As a parent and an educator when dealing with a child who has done something wrong, my first response was to consider the rule that was broken and how to prevent that behaviour from occurring again. Many times, whatever the child was doing would stop, for a while.
However, I became increasingly frustrated with the lack of staying power my solutions were generating. I thought, “There must be a way of having the young person understand what they had done and to prevent it from happening again.”
When I was exposed to restorative justice several light bulbs began to flash for me.
First of all, the “wrong” that the child had done was not the breaking of a rule. The wrong was that harm had been done to someone and a relationship had been damaged. Whether this was a bullying situation on the schoolyard OR a broken window at home someone had been harmed.
The important aspect was that the relationship with someone, i.e. friend, teacher, parent, custodian, neighbour had been drastically impacted by the child’s action. By focusing on the broken rule (don’t throw rocks at windows!) it was easy for the child to keep the result of their actions focused on a thing whether that was the rule or window.
Helping the child recognize how a person was impacted brings the sense of responsibility back to where it belongs, inside the child. They harmed someone by their actions. That reality is much more difficult to brush aside than breaking a rule.
The second light bulb flickered and came to life when I understood that by me determining the consequences, I again kept the responsibility away from the child. Yes, they were being punished and it was coming from an outside source imposing something on them. I, the external, bigger more powerful force was inflicting “justice” on them.
Once again, the child did not have any input or take any responsibility for causing the harm. They just had to do what someone else said they had to do. This provided them someone else to blame and took the focus away from their actions. “I am grounded because my dad said so and he is mean.”

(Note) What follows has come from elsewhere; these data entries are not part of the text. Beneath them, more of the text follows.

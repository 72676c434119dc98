//! Port traits between the domain and the outside world.

pub mod config_port;
pub mod data_port;
pub mod snapshot_port;
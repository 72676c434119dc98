#![allow(dead_code)]

use chrono::{DateTime, Duration, FixedOffset, NaiveDateTime, TimeZone};
use std::cell::RefCell;
use std::collections::HashMap;
use tmvrank::domain::error::TmvError;
use tmvrank::domain::instrument::Instrument;
pub use tmvrank::domain::ohlcv::OhlcvBar;
use tmvrank::domain::snapshot::RankedSnapshot;
use tmvrank::domain::timeframe::Timeframe;
use tmvrank::ports::data_port::DataPort;
use tmvrank::ports::snapshot_port::{OnCommit, SnapshotSink, StagedSnapshot};

pub struct MockDataPort {
    pub watchlist: Vec<Instrument>,
    pub data: HashMap<(String, Timeframe), Vec<OhlcvBar>>,
    pub errors: HashMap<String, String>,
    pub fetches: RefCell<usize>,
}

impl MockDataPort {
    pub fn new() -> Self {
        Self {
            watchlist: Vec::new(),
            data: HashMap::new(),
            errors: HashMap::new(),
            fetches: RefCell::new(0),
        }
    }

    /// Adds the symbol to the watchlist on first use.
    pub fn with_bars(mut self, symbol: &str, timeframe: Timeframe, bars: Vec<OhlcvBar>) -> Self {
        if !self.watchlist.iter().any(|i| i.symbol() == symbol) {
            self.watchlist.push(Instrument::new(symbol, "NSE", ""));
        }
        self.data.insert((symbol.to_string(), timeframe), bars);
        self
    }

    pub fn with_error(mut self, symbol: &str, reason: &str) -> Self {
        self.errors.insert(symbol.to_string(), reason.to_string());
        self
    }
}

impl DataPort for MockDataPort {
    fn load_watchlist(&self) -> Result<Vec<Instrument>, TmvError> {
        Ok(self.watchlist.clone())
    }

    fn fetch_bars(
        &self,
        instrument: &Instrument,
        timeframe: Timeframe,
        from: NaiveDateTime,
        to: NaiveDateTime,
    ) -> Result<Vec<OhlcvBar>, TmvError> {
        *self.fetches.borrow_mut() += 1;
        if let Some(reason) = self.errors.get(instrument.symbol()) {
            return Err(TmvError::upstream("mock", reason));
        }
        Ok(self
            .data
            .get(&(instrument.symbol().to_string(), timeframe))
            .map(|bars| {
                bars.iter()
                    .filter(|b| b.timestamp >= from && b.timestamp <= to)
                    .cloned()
                    .collect()
            })
            .unwrap_or_default())
    }

    fn get_data_range(
        &self,
        instrument: &Instrument,
        timeframe: Timeframe,
    ) -> Result<Option<(NaiveDateTime, NaiveDateTime, usize)>, TmvError> {
        match self.data.get(&(instrument.symbol().to_string(), timeframe)) {
            Some(bars) if !bars.is_empty() => {
                let min = bars.iter().map(|b| b.timestamp).min().unwrap();
                let max = bars.iter().map(|b| b.timestamp).max().unwrap();
                Ok(Some((min, max, bars.len())))
            }
            _ => Ok(None),
        }
    }
}

#[derive(Default)]
pub struct RecordingSink {
    pub published: RefCell<Vec<RankedSnapshot>>,
}

impl SnapshotSink for RecordingSink {
    fn stage<'a>(&'a self, snapshot: &RankedSnapshot) -> Result<Box<dyn StagedSnapshot + 'a>, TmvError> {
        let snapshot = snapshot.clone();
        Ok(Box::new(OnCommit(move || {
            self.published.borrow_mut().push(snapshot);
            Ok::<(), TmvError>(())
        })))
    }
}

/// Refuses to stage.
pub struct FailingSink;

impl SnapshotSink for FailingSink {
    fn stage<'a>(&'a self, _snapshot: &RankedSnapshot) -> Result<Box<dyn StagedSnapshot + 'a>, TmvError> {
        Err(TmvError::Io(std::io::Error::other("disk full")))
    }
}

pub fn ist() -> FixedOffset {
    FixedOffset::east_opt(330 * 60).unwrap()
}

/// 2024-03-01 15:30 IST.
pub fn cycle_time() -> DateTime<FixedOffset> {
    ist().with_ymd_and_hms(2024, 3, 1, 15, 30, 0).unwrap()
}

/// Bars spaced one `timeframe` apart whose last bar opens one bar before
/// `now`. High and low sit one unit around close.
pub fn bars_ending(now: DateTime<FixedOffset>, timeframe: Timeframe, closes: &[f64]) -> Vec<OhlcvBar> {
    let last = now.naive_local() - Duration::minutes(timeframe.minutes());
    let n = closes.len();
    closes
        .iter()
        .enumerate()
        .map(|(i, &close)| OhlcvBar {
            timestamp: last - Duration::minutes(timeframe.minutes()) * (n - 1 - i) as i32,
            open: close,
            high: close + 1.0,
            low: close - 1.0,
            close,
            volume: 1000 + (i as i64 % 7) * 100,
        })
        .collect()
}

pub fn uptrend(n: usize) -> Vec<f64> {
    (0..n).map(|i| 100.0 + i as f64).collect()
}

pub fn downtrend(n: usize) -> Vec<f64> {
    (0..n).map(|i| 200.0 - i as f64).collect()
}

pub fn flat(n: usize) -> Vec<f64> {
    vec![100.0; n]
}

pub fn wavy(n: usize, phase: f64) -> Vec<f64> {
    (0..n)
        .map(|i| 100.0 + ((i as f64) * 0.4 + phase).sin() * 5.0 + i as f64 * 0.05)
        .collect()
}

pub fn minutes(n: i64) -> Duration {
    Duration::minutes(n)
}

After helping the child recognize the harm their actions have caused, the next step is having them contribute to deciding how the harm will be repaired. In other words, how will they meet their obligations to the relationship that their actions had damaged?
I am continually surprised at the creativity and appropriateness of the child’s solutions to healing the harm. They “know” what is required and often only need a safe place to express their ideas and remorse.
The willingness of an adult to listen to and value the child’s input goes along way to empower the child. When the adults understand and use the principles of restorative justice, the children are the true beneficiaries as they grow and learn about themselves.
Dennis Gingrich is a retired teacher and consultant who is currently a restorative justice (RJ) practitioner, educator and trainer. He teaches courses in RJ at University of Waterloo and Wifrid Laurier University as well as gaining valuable experience with Correctional Services Canada in their Restorative Opportunities program. He is a member of TREE’s Advisory Team.